Mais dans un revirement rare pour quelqu'un connu pour s'entêter dans ses positions, Miller a admis à CNN mardi que les agents de la patrouille frontalière "n'ont peut-être pas suivi" le protocole approprié avant la fusillade mortelle.

Cette fois, même l'administration Trump n'a pas pu contrôler le récit. De multiples vidéos de témoins ont exposé le faux compte rendu officiel, déclenchant l'indignation publique des citoyens, des chefs d'entreprise et même de certains républicains. Cela a forcé le président à un retrait partiel lundi.

Trump a décidé de retirer le commandant de la Patrouille frontalière, Greg Bovino, de Minneapolis et d'y envoyer son tsar des frontières, Tom Homan – qui a critiqué l'approche de Miller – pour "recalibrer les tactiques" et améliorer la coopération avec les responsables étatiques et locaux. Le président a également eu des appels téléphoniques cordiaux avec le gouverneur du Minnesota, Tim Walz, et le maire de Minneapolis, Jacob Frey.

Cela a soulevé des questions sur l'avenir de Noem. Plus de 160 démocrates de la Chambre ont signé une initiative pour la destituer. Interrogé mardi sur si elle démissionnerait, Trump a insisté qu'elle ne le ferait pas, déclarant : "Je pense qu'elle fait un très bon travail. La frontière est totalement sécurisée."

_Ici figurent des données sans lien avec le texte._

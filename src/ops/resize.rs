//! Bilinear resize of the two spatial axes.

use std::sync::Arc;

use crate::error::{RuntimeError, Status};
use crate::kernel::{KernelArgs, KernelName};
use crate::ops::{
    apply_output_shape, check_output_shape, check_storage, nchw_of, tensor_at, Lifecycle,
    Operator, OperatorBase, OperatorKind,
};
use crate::precision::PrecisionType;
use crate::runtime::Runtime;
use crate::tensor::{StorageType, TensorRef};
use crate::worksize::{align_to, find_max_factor, WorkSize, RESIZE_TILE};

const LOCAL: u32 = 16;

#[derive(Debug, Clone, Default)]
pub struct ResizeBilinearParams {
    pub new_height: u32,
    pub new_width: u32,
    /// Map corner pixels onto corner pixels: scale is `(in - 1) / (out - 1)`.
    pub align_corners: bool,
    /// Infer the output shape and resize the output to it. When false the
    /// output must already have the inferred shape.
    pub android_nn: bool,
}

#[derive(Debug, Clone, Copy, PartialEq, Eq)]
enum Path {
    Flat,
    /// 32x32 to 512x512 in 16x16 output tiles.
    Tiled,
}

struct Bound {
    input: TensorRef,
    output: TensorRef,
    scale: (f32, f32),
    path: Path,
}

/// Bilinear resize of an NCHW tensor to a fixed height and width.
pub struct ResizeBilinear {
    base: OperatorBase,
    bound: Option<Bound>,
}

/// Source step per output pixel along one axis.
pub fn resize_scale(input: u32, output: u32, align_corners: bool) -> f32 {
    if align_corners && input > 1 && output > 1 {
        (input - 1) as f32 / (output - 1) as f32
    } else {
        input as f32 / output as f32
    }
}

fn kernel_name(
    precision: PrecisionType,
    storage: StorageType,
    align_corners: bool,
    in_hw: (u32, u32),
    out_hw: (u32, u32),
) -> KernelName {
    match precision {
        PrecisionType::Int8 => KernelName::new("resize_bilinear").signed(true),
        PrecisionType::UInt8 if align_corners && in_hw == (32, 32) && out_hw == (512, 512) => {
            KernelName::new("resize_bilinear_32_to_512")
        }
        p if p.is_float() && storage == StorageType::Texture => {
            KernelName::new("resize_bilinear_tflite")
        }
        _ => KernelName::new("resize_bilinear"),
    }
}

impl Operator for ResizeBilinear {
    type Params = ResizeBilinearParams;
    const KIND: OperatorKind = OperatorKind::ResizeBilinear;

    fn new(runtime: Arc<Runtime>, precision: PrecisionType) -> Self {
        Self {
            base: OperatorBase::new(Self::KIND, runtime, precision),
            bound: None,
        }
    }

    fn initialize(
        &mut self,
        inputs: &[TensorRef],
        outputs: &[TensorRef],
        params: &ResizeBilinearParams,
    ) -> Status {
        self.base.begin_initialize()?;
        let input = tensor_at(Self::KIND, inputs, 0, "input")?;
        let output = tensor_at(Self::KIND, outputs, 0, "output")?;
        let precision = self.base.precision();
        check_storage(Self::KIND, &input, precision, "input")?;
        check_storage(Self::KIND, &output, precision, "output")?;
        if input.num_dims() != 4 {
            return Err(RuntimeError::precondition(
                Self::KIND,
                format!("input must be 4-D, got {:?}", input.dims()),
            ));
        }
        if params.new_height == 0 || params.new_width == 0 {
            return Err(RuntimeError::shape(
                Self::KIND,
                format!("target size {}x{}", params.new_height, params.new_width),
            ));
        }

        let [n, c, h, w] = nchw_of(Self::KIND, &input, "input")?;
        let (oh, ow) = (params.new_height, params.new_width);
        let out_dims = [n, c, oh, ow];
        check_output_shape(Self::KIND, &output, &out_dims, params.android_nn)?;

        let name = kernel_name(precision, input.storage(), params.align_corners, (h, w), (oh, ow));
        let path = if name.stem() == "resize_bilinear_32_to_512" {
            Path::Tiled
        } else {
            Path::Flat
        };
        let kernel = self.base.resolve(&name)?;
        apply_output_shape(&output, &out_dims, params.android_nn)?;

        let scale = (
            resize_scale(h, oh, params.align_corners),
            resize_scale(w, ow, params.align_corners),
        );
        self.bound = Some(Bound {
            input,
            output,
            scale,
            path,
        });
        self.base.finish_initialize(vec![kernel]);
        Ok(())
    }

    fn execute(&mut self) -> Status {
        self.base.enter_execute()?;
        let result = self.enqueue();
        self.base.leave_execute(result)
    }

    fn release(&mut self) -> Status {
        self.bound = None;
        self.base.release()
    }

    fn state(&self) -> Lifecycle {
        self.base.state()
    }

    fn kernel_names(&self) -> Vec<String> {
        self.base.kernel_names()
    }
}

impl ResizeBilinear {
    fn enqueue(&self) -> Status {
        let b = self
            .bound
            .as_ref()
            .ok_or_else(|| RuntimeError::precondition(Self::KIND, "no tensors bound"))?;
        if b.input.total_size() == 0 {
            log::debug!("ResizeBilinear: empty input, nothing to enqueue");
            return Ok(());
        }
        let [_, _, in_h, in_w] = nchw_of(Self::KIND, &b.input, "input")?;
        let [n, c, out_h, out_w] = nchw_of(Self::KIND, &b.output, "output")?;
        let planes = n * c;

        let work = match b.path {
            Path::Tiled => {
                let tiles = planes * (out_h / RESIZE_TILE) * (out_w / RESIZE_TILE);
                // a full 16x16 group when the cap allows, fewer rows otherwise
                let cap = self.base.cap();
                let tile_x = find_max_factor(RESIZE_TILE, cap);
                let tile_y = find_max_factor(RESIZE_TILE, cap / tile_x);
                WorkSize::two_d(
                    [align_to(tiles, tile_x), RESIZE_TILE],
                    Some([tile_x, tile_y]),
                )
            }
            Path::Flat => {
                let local = self.base.local_size(LOCAL);
                WorkSize::one_d(align_to(planes * out_h * out_w, local), Some(local))
            }
        };
        let args = KernelArgs::new()
            .buffer(&b.input)
            .buffer(&b.output)
            .u32(in_h)
            .u32(in_w)
            .u32(out_h)
            .u32(out_w)
            .f32(b.scale.0)
            .f32(b.scale.1)
            .u32(planes);
        self.base.enqueue(0, args, &work)
    }
}

#[cfg(test)]
mod tests {
    use super::*;
    use crate::tensor::{DataType, TensorDesc};
    use pretty_assertions::assert_eq;

    fn resize(
        rt: &Arc<Runtime>,
        precision: PrecisionType,
        input: TensorRef,
        params: &ResizeBilinearParams,
    ) -> (ResizeBilinear, TensorRef) {
        let output = rt
            .create_tensor(TensorDesc::new(&[1], precision.storage_type()))
            .unwrap();
        let mut op = ResizeBilinear::new(Arc::clone(rt), precision);
        op.initialize(&[input], &[Arc::clone(&output)], params).unwrap();
        op.execute().unwrap();
        rt.finish().unwrap();
        (op, output)
    }

    #[test]
    fn test_resize_scale() {
        assert_eq!(resize_scale(2, 3, true), 0.5);
        assert_eq!(resize_scale(2, 4, false), 0.5);
        assert_eq!(resize_scale(4, 1, true), 4.0);
    }

    #[test]
    fn test_align_corners_interpolates() {
        let rt = Runtime::host().unwrap();
        let input = rt.create_tensor(TensorDesc::new(&[1, 1, 2, 2], DataType::Float32)).unwrap();
        input.write(&[0.0f32, 1.0, 2.0, 3.0]).unwrap();
        let params = ResizeBilinearParams {
            new_height: 3,
            new_width: 3,
            align_corners: true,
            android_nn: true,
        };
        let (op, out) = resize(&rt, PrecisionType::Fp32, input, &params);
        assert_eq!(op.kernel_names(), vec!["resize_bilinear_FP32".to_string()]);
        assert_eq!(out.dims(), vec![1, 1, 3, 3]);
        assert_eq!(
            out.read::<f32>().unwrap(),
            vec![0.0, 0.5, 1.0, 1.0, 1.5, 2.0, 2.0, 2.5, 3.0]
        );
    }

    #[test]
    fn test_upscale_clamps_at_the_border() {
        let rt = Runtime::host().unwrap();
        let input = rt.create_tensor(TensorDesc::new(&[1, 1, 1, 2], DataType::Float32)).unwrap();
        input.write(&[0.0f32, 4.0]).unwrap();
        let params = ResizeBilinearParams {
            new_height: 1,
            new_width: 4,
            align_corners: false,
            android_nn: true,
        };
        let (_, out) = resize(&rt, PrecisionType::Fp32, input, &params);
        assert_eq!(out.read::<f32>().unwrap(), vec![0.0, 2.0, 4.0, 4.0]);
    }

    #[test]
    fn test_texture_storage_selects_tflite_variant() {
        let rt = Runtime::host().unwrap();
        let input = rt
            .create_tensor(
                TensorDesc::new(&[1, 1, 1, 2], DataType::Float32).storage(StorageType::Texture),
            )
            .unwrap();
        input.write(&[0.0f32, 4.0]).unwrap();
        let params = ResizeBilinearParams {
            new_height: 1,
            new_width: 4,
            align_corners: false,
            android_nn: true,
        };
        let (op, out) = resize(&rt, PrecisionType::Fp32, input, &params);
        assert_eq!(op.kernel_names(), vec!["resize_bilinear_tflite_FP32".to_string()]);
        assert_eq!(out.read::<f32>().unwrap(), vec![0.0, 2.0, 4.0, 4.0]);
    }

    #[test]
    fn test_tiled_32_to_512() {
        let rt = Runtime::host().unwrap();
        let input = rt
            .create_tensor(TensorDesc::new(&[1, 1, 32, 32], DataType::UInt8).quant(1.0, 0))
            .unwrap();
        input.write(&vec![7u8; 32 * 32]).unwrap();
        let params = ResizeBilinearParams {
            new_height: 512,
            new_width: 512,
            align_corners: true,
            android_nn: true,
        };
        let (op, out) = resize(&rt, PrecisionType::UInt8, input, &params);
        assert_eq!(op.kernel_names(), vec!["resize_bilinear_32_to_512_INT8".to_string()]);
        let values = out.read::<u8>().unwrap();
        assert_eq!(values.len(), 512 * 512);
        assert!(values.iter().all(|&v| v == 7));
    }

    #[test]
    fn test_signed_variant() {
        let rt = Runtime::host().unwrap();
        let input = rt.create_tensor(TensorDesc::new(&[1, 1, 1, 1], DataType::Int8)).unwrap();
        input.write(&[-3i8]).unwrap();
        let params = ResizeBilinearParams {
            new_height: 2,
            new_width: 2,
            align_corners: false,
            android_nn: true,
        };
        let (op, out) = resize(&rt, PrecisionType::Int8, input, &params);
        assert_eq!(op.kernel_names(), vec!["SIGNEDresize_bilinear_INT8".to_string()]);
        assert_eq!(out.read::<i8>().unwrap(), vec![-3, -3, -3, -3]);
    }
}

Cependant, le véritable architecte du fiasco de Minneapolis pourrait être Miller. Officiellement chef de cabinet adjoint de la Maison Blanche, il a été comparé par certains au premier ministre de Trump. Axios a rapporté que son influence éclipse effectivement celle de Noem, malgré son poste au niveau du cabinet. Selon le rapport, Noem a un jour dit à un interlocuteur : "Tout ce que j'ai fait, je l'ai fait sur les instructions du président et de Stephen."

Par exemple, en mai dernier, Miller aurait dit à l'Immigration and Customs Enforcement (ICE) qu'il voulait 3 000 arrestations d'immigrants par jour – une augmentation de près de dix fois par rapport à l'année précédente. Larry Jacobs, directeur du Centre d'étude de la politique et de la gouvernance à l'Université du Minnesota, soutient que les abus de pouvoir de Miller ont discrédité la politique d'expulsion de Trump.

"Stephen Miller est l'architecte", a déclaré Jacobs. "C'est lui qui a poussé l'ICE à être plus dur et à produire des chiffres plus élevés, disant d'amener les gens et qu'on trierait plus tard si vous aviez les bons. L'imprudence, la brutalité, l'absence de procédure légale – tout cela vient de Stephen Miller. Ainsi, son exclusion de la réunion à la Maison Blanche envoie un message fort à Washington que le président désapprouve ce processus et que des changements sont nécessaires. Je ne m'attends pas à ce que Miller soit licencié parce que Trump soutient la politique elle-même, pas la façon dont elle a été mise en œuvre."

Miller, 40 ans, a prouvé qu'il était habile à transformer les impulsions de Trump en politique. Il a été central dans l'agenda "Make America Great Again" et est connu pour sa loyauté visible. Il y a peu de chances qu'il perde son emploi. Cependant, sa gestion de la situation à Minneapolis a été une rare erreur où il a devancé son patron. Certains observateurs croient qu'il va maintenant prendre du recul jusqu'à ce que la controverse passe.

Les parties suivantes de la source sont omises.